Exercise directions
The answer must be one number: how many lines in the records below contain the word "suffix".

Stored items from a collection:
----------

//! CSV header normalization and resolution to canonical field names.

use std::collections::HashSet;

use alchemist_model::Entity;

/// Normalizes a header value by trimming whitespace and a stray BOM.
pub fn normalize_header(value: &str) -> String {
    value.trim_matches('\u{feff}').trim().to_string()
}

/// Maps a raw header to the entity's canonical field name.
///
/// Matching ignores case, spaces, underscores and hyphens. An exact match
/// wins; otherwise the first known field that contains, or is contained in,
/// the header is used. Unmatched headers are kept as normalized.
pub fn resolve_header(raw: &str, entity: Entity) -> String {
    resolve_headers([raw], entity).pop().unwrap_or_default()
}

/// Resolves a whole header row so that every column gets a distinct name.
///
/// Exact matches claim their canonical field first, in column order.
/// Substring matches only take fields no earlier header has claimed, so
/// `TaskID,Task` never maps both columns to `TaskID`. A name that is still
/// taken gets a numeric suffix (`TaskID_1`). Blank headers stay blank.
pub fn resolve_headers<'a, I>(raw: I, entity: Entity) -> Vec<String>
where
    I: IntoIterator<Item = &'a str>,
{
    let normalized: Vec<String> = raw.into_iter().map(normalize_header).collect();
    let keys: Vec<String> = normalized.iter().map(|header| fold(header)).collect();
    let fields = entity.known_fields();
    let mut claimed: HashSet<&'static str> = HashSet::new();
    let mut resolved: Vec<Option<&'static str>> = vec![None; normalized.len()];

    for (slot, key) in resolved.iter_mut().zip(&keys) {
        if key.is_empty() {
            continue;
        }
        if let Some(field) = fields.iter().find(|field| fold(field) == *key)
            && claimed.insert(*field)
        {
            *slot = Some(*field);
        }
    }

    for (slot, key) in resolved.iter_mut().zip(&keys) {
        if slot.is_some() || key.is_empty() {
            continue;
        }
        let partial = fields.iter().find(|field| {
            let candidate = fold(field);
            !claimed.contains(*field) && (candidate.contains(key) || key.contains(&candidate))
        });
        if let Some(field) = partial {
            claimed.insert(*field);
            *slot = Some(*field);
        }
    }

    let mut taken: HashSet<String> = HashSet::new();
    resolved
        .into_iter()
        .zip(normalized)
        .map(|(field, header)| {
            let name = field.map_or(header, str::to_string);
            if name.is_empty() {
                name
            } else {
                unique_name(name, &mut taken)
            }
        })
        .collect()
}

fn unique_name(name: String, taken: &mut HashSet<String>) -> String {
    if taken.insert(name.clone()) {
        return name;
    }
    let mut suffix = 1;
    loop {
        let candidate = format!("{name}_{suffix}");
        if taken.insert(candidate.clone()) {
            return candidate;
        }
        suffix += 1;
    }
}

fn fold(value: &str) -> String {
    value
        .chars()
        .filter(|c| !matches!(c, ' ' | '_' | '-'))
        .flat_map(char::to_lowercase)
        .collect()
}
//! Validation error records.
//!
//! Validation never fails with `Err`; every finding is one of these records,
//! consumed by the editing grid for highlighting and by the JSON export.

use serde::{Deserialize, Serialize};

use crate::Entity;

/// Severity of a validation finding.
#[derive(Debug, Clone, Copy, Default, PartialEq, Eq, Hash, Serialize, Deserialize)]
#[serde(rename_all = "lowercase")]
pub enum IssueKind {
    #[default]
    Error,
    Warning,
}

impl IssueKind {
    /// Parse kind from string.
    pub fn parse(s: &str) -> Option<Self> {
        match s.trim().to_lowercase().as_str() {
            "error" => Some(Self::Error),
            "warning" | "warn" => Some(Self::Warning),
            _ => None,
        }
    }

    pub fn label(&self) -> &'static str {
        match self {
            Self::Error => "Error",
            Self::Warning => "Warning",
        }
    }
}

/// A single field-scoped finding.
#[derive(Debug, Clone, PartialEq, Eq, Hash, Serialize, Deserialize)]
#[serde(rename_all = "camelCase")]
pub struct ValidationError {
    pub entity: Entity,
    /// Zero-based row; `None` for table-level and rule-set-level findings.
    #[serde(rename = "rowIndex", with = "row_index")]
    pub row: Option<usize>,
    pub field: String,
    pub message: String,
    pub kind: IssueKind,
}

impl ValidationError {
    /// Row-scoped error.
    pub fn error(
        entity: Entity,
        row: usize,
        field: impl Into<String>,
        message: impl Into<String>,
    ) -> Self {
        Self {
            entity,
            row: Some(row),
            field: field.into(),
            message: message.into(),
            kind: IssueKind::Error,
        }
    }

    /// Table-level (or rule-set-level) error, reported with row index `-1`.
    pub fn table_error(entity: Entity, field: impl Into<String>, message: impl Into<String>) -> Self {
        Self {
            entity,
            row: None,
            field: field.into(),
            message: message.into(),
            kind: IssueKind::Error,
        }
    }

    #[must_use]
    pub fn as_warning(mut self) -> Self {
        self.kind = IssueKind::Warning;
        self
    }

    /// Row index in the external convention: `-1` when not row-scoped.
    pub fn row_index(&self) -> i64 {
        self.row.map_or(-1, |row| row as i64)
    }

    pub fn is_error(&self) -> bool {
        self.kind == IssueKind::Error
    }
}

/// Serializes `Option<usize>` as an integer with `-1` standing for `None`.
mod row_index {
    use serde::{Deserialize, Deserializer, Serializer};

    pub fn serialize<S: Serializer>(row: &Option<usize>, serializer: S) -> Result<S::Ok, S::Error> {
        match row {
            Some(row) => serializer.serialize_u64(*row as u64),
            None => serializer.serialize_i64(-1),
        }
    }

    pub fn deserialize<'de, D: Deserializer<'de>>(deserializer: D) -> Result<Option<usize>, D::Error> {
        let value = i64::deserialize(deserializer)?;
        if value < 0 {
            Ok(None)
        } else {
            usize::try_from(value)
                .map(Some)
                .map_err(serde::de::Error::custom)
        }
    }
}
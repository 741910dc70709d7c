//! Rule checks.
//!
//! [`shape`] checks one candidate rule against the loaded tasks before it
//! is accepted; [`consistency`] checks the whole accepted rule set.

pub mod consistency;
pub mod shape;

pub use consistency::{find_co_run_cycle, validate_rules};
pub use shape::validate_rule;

----------

Output below
4